Supplied material:

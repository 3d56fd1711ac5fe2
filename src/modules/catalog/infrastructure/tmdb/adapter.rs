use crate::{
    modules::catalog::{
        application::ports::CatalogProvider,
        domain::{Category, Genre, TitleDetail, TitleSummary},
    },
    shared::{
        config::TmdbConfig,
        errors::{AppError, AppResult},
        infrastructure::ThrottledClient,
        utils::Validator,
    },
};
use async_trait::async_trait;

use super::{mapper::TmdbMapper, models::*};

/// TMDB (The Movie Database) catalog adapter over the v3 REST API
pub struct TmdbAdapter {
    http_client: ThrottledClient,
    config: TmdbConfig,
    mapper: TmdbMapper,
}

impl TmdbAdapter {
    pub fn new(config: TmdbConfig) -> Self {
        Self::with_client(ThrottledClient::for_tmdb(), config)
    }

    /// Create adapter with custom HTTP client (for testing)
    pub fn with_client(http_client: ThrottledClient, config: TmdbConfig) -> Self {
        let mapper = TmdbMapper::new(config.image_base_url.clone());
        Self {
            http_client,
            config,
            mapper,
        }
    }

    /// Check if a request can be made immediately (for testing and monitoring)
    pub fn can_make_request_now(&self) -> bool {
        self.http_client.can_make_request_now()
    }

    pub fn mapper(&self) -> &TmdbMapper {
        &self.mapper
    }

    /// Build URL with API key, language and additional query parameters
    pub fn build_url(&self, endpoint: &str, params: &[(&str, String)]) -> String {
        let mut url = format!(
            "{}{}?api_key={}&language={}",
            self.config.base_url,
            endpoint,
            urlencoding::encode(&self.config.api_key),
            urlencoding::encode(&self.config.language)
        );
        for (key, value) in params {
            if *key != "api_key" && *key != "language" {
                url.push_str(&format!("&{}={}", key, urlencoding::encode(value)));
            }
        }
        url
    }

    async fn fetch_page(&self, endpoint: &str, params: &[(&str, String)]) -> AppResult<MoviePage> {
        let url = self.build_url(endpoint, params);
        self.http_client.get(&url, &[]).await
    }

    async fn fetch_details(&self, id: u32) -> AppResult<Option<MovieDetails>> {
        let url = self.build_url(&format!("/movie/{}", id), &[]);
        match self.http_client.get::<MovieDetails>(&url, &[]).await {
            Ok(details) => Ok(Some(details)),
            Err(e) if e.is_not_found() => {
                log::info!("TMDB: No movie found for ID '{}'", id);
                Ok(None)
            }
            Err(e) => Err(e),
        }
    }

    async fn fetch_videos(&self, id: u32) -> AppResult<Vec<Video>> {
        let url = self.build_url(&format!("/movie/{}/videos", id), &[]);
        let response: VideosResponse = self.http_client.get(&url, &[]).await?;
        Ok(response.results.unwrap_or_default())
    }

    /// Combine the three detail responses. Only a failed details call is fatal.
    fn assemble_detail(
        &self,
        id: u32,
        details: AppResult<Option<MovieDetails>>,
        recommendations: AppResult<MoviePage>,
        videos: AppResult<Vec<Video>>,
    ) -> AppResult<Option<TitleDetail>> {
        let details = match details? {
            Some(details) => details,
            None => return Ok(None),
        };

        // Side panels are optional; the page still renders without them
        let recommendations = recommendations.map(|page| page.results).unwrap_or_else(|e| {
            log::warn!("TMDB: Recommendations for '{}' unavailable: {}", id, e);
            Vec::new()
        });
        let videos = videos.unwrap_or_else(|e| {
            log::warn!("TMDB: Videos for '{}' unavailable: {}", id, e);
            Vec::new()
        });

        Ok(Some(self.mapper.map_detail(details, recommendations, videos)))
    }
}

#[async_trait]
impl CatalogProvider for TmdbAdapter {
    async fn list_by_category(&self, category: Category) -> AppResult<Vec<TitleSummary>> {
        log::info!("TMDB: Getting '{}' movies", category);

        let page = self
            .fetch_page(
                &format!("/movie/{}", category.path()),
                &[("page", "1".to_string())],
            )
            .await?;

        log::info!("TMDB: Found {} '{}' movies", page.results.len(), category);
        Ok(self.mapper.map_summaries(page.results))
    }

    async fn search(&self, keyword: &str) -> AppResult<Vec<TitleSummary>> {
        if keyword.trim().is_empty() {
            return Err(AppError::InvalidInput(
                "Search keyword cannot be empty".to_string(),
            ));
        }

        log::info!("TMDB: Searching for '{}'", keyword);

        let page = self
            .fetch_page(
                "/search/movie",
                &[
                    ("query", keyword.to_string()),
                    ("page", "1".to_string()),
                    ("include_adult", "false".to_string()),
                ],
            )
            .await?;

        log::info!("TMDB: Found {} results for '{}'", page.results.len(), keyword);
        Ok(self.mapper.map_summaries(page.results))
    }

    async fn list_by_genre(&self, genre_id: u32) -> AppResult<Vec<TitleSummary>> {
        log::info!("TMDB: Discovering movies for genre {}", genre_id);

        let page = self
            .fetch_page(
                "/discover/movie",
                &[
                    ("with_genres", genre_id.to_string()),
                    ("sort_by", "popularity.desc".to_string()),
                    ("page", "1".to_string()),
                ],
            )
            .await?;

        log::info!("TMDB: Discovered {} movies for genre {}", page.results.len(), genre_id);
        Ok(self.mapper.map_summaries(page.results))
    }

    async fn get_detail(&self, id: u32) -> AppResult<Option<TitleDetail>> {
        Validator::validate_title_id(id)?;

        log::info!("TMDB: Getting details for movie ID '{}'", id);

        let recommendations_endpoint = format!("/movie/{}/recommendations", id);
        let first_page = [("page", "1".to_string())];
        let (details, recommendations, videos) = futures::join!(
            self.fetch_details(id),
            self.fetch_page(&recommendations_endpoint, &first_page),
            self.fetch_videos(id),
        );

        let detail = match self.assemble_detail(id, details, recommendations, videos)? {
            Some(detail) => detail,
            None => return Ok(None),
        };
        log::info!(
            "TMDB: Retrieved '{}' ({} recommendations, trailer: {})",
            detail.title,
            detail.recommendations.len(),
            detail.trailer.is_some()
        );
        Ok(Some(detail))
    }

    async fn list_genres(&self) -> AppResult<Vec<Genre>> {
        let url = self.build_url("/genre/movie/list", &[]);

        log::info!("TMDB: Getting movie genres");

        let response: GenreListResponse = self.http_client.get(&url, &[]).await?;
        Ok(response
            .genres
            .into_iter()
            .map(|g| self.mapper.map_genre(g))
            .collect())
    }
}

Work order: Copy word for word the stretch of entries above from the line that has "self.http_client.can_make_request_now()" through the line that has "for (key, value)", both ends included, and nothing outside it.

Answer to the problem:
        self.http_client.can_make_request_now()
    }

    pub fn mapper(&self) -> &TmdbMapper {
        &self.mapper
    }

    /// Build URL with API key, language and additional query parameters
    pub fn build_url(&self, endpoint: &str, params: &[(&str, String)]) -> String {
        let mut url = format!(
            "{}{}?api_key={}&language={}",
            self.config.base_url,
            endpoint,
            urlencoding::encode(&self.config.api_key),
            urlencoding::encode(&self.config.language)
        );
        for (key, value) in params {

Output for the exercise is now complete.